Description of the task: Quote, with no changes, the lines that run from the top of the material to the line with "and ships a", both included.

________________

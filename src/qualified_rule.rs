//! §4.5 selector/qualified-rule fallback.
//!
//! The real selector grammar is an explicit external collaborator
//! (§1, §6: "the selector-grammar parser invoked for qualified-rule
//! preludes"); §3 even calls the `Selector` payload "opaque here". This
//! core defines the narrow `(selectorList, ok)` contract and ships a
//! [`DefaultSelectorGrammar`] that honors it using only the balanced-
//! group/whitespace machinery already in this crate — callers that
//! need real selector-grammar validation plug in their own
//! `SelectorGrammar` backed by a real selector-matching crate.

use crate::ast::{Rule, Selector};
use crate::declaration_list;
use crate::driver::Driver;
use crate::error::{DiagnosticSink, ParserError};
use crate::options::ParserOptions;
use crate::token::{LexKind, LexToken};
use crate::token_tree::ConvertOptions;

pub trait SelectorGrammar<S: DiagnosticSink> {
    /// Attempts to parse a selector list starting at the driver's
    /// current position, stopping before the block's `{`. On success
    /// the cursor sits just before `{`. On failure the cursor may have
    /// moved arbitrarily; the caller resets it to the recorded prelude
    /// start and falls back to [`parse_generic_qualified`].
    fn parse_selector_list(&self, driver: &mut Driver<S>) -> (Vec<Selector>, bool);
}

pub struct DefaultSelectorGrammar;

impl<S: DiagnosticSink> SelectorGrammar<S> for DefaultSelectorGrammar {
    fn parse_selector_list(&self, driver: &mut Driver<S>) -> (Vec<Selector>, bool) {
        let prelude_start = driver.cursor();
        let (start, end) =
            driver.consume_component_values_until(&[LexKind::BraceOpen, LexKind::Semicolon, LexKind::BraceClose]);

        if driver.current().kind != LexKind::BraceOpen || start == end {
            driver.set_cursor(prelude_start);
            return (Vec::new(), false);
        }

        let groups = split_top_level_commas(driver.tokens(), start, end);
        let opts = ConvertOptions { allow_imports: false, verbatim_whitespace: false, mangle: false };
        let selectors = groups.into_iter().map(|(s, e)| Selector(driver.convert_range(s, e, &opts))).collect();
        (selectors, true)
    }
}

fn split_top_level_commas(tokens: &[LexToken], start: usize, end: usize) -> Vec<(usize, usize)> {
    let mut groups = Vec::new();
    let mut depth: Vec<LexKind> = Vec::new();
    let mut group_start = start;
    let mut i = start;

    while i < end {
        let kind = tokens[i].kind;
        if let Some(closer) = kind.closer_for_opener() {
            depth.push(closer);
        } else if depth.last() == Some(&kind) {
            depth.pop();
        } else if depth.is_empty() && kind == LexKind::Comma {
            groups.push((group_start, i));
            group_start = i + 1;
        }
        i += 1;
    }
    groups.push((group_start, end));
    groups
}

/// Entry point for a rule-list position that may be a selector rule:
/// tries the selector grammar first (when `parse_selectors` is set),
/// falling back to the verbatim qualified-rule capture on failure.
pub fn parse_qualified_rule<S: DiagnosticSink>(
    driver: &mut Driver<S>,
    opts: &ParserOptions,
    grammar: &impl SelectorGrammar<S>,
    parse_selectors: bool,
) -> Rule {
    let prelude_start = driver.cursor();

    if parse_selectors {
        let (selectors, ok) = grammar.parse_selector_list(driver);
        if ok {
            driver.expect(LexKind::BraceOpen);
            let rules = declaration_list::parse_declaration_list(driver, opts, opts.nesting);
            driver.eat(LexKind::BraceClose);
            return Rule::Selector { selectors, rules };
        }
        driver.set_cursor(prelude_start);
    }

    parse_generic_qualified(driver, opts)
}

fn parse_generic_qualified<S: DiagnosticSink>(driver: &mut Driver<S>, opts: &ParserOptions) -> Rule {
    let (start, end) =
        driver.consume_component_values_until(&[LexKind::BraceOpen, LexKind::Semicolon, LexKind::BraceClose]);
    let convert_opts = ConvertOptions { allow_imports: false, verbatim_whitespace: false, mangle: opts.mangle_syntax };
    let prelude = driver.convert_range(start, end, &convert_opts);

    match driver.current().kind {
        LexKind::BraceOpen => {
            driver.advance();
            let rules = declaration_list::parse_declaration_list(driver, opts, opts.nesting);
            driver.eat(LexKind::BraceClose);
            Rule::Qualified { prelude, rules: Some(rules) }
        }
        LexKind::Semicolon => {
            // A stray `;` before `{` is meta-syntax (§4.5): terminate
            // the qualified rule here rather than treating it as part
            // of the prelude.
            let pos = driver.current().start();
            driver.error_at(
                ParserError::ExpectedToken { expected: LexKind::BraceOpen, found: "\";\"".to_owned() },
                pos,
            );
            driver.advance();
            Rule::Qualified { prelude, rules: None }
        }
        _ => Rule::Qualified { prelude, rules: None },
    }
}

#[cfg(test)]
mod tests {
    use super::*;
    use crate::error::CollectingSink;
    use crate::import_record::ImportRecords;
    use crate::token;

    fn parse(source: &str) -> Rule {
        let tokens = token::tokenize(source);
        let mut sink = CollectingSink::new();
        let mut records = ImportRecords::new();
        let mut driver = Driver::new(&tokens, &mut sink, &mut records);
        parse_qualified_rule(&mut driver, &ParserOptions::default(), &DefaultSelectorGrammar, true)
    }

    #[test]
    fn comma_separated_prelude_splits_into_selectors() {
        match parse("a, b { }") {
            Rule::Selector { selectors, rules } => {
                assert_eq!(selectors.len(), 2);
                assert!(rules.is_empty());
            }
            other => panic!("expected Selector, got {:?}", other),
        }
    }

    #[test]
    fn empty_prelude_falls_back_to_generic_qualified() {
        match parse("{ }") {
            Rule::Qualified { rules, .. } => assert!(rules.unwrap().is_empty()),
            other => panic!("expected Qualified fallback for an empty prelude, got {:?}", other),
        }
    }

    #[test]
    fn split_top_level_commas_respects_nesting() {
        let tokens = token::tokenize("a(b, c), d");
        let end = tokens.len() - 1;
        let groups = split_top_level_commas(&tokens, 0, end);
        assert_eq!(groups.len(), 2);
    }
}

________________

Output below:
filename src/qualified_rule.rs
//! §4.5 selector/qualified-rule fallback.
//!
//! The real selector grammar is an explicit external collaborator
//! (§1, §6: "the selector-grammar parser invoked for qualified-rule
//! preludes"); §3 even calls the `Selector` payload "opaque here". This
//! core defines the narrow `(selectorList, ok)` contract and ships a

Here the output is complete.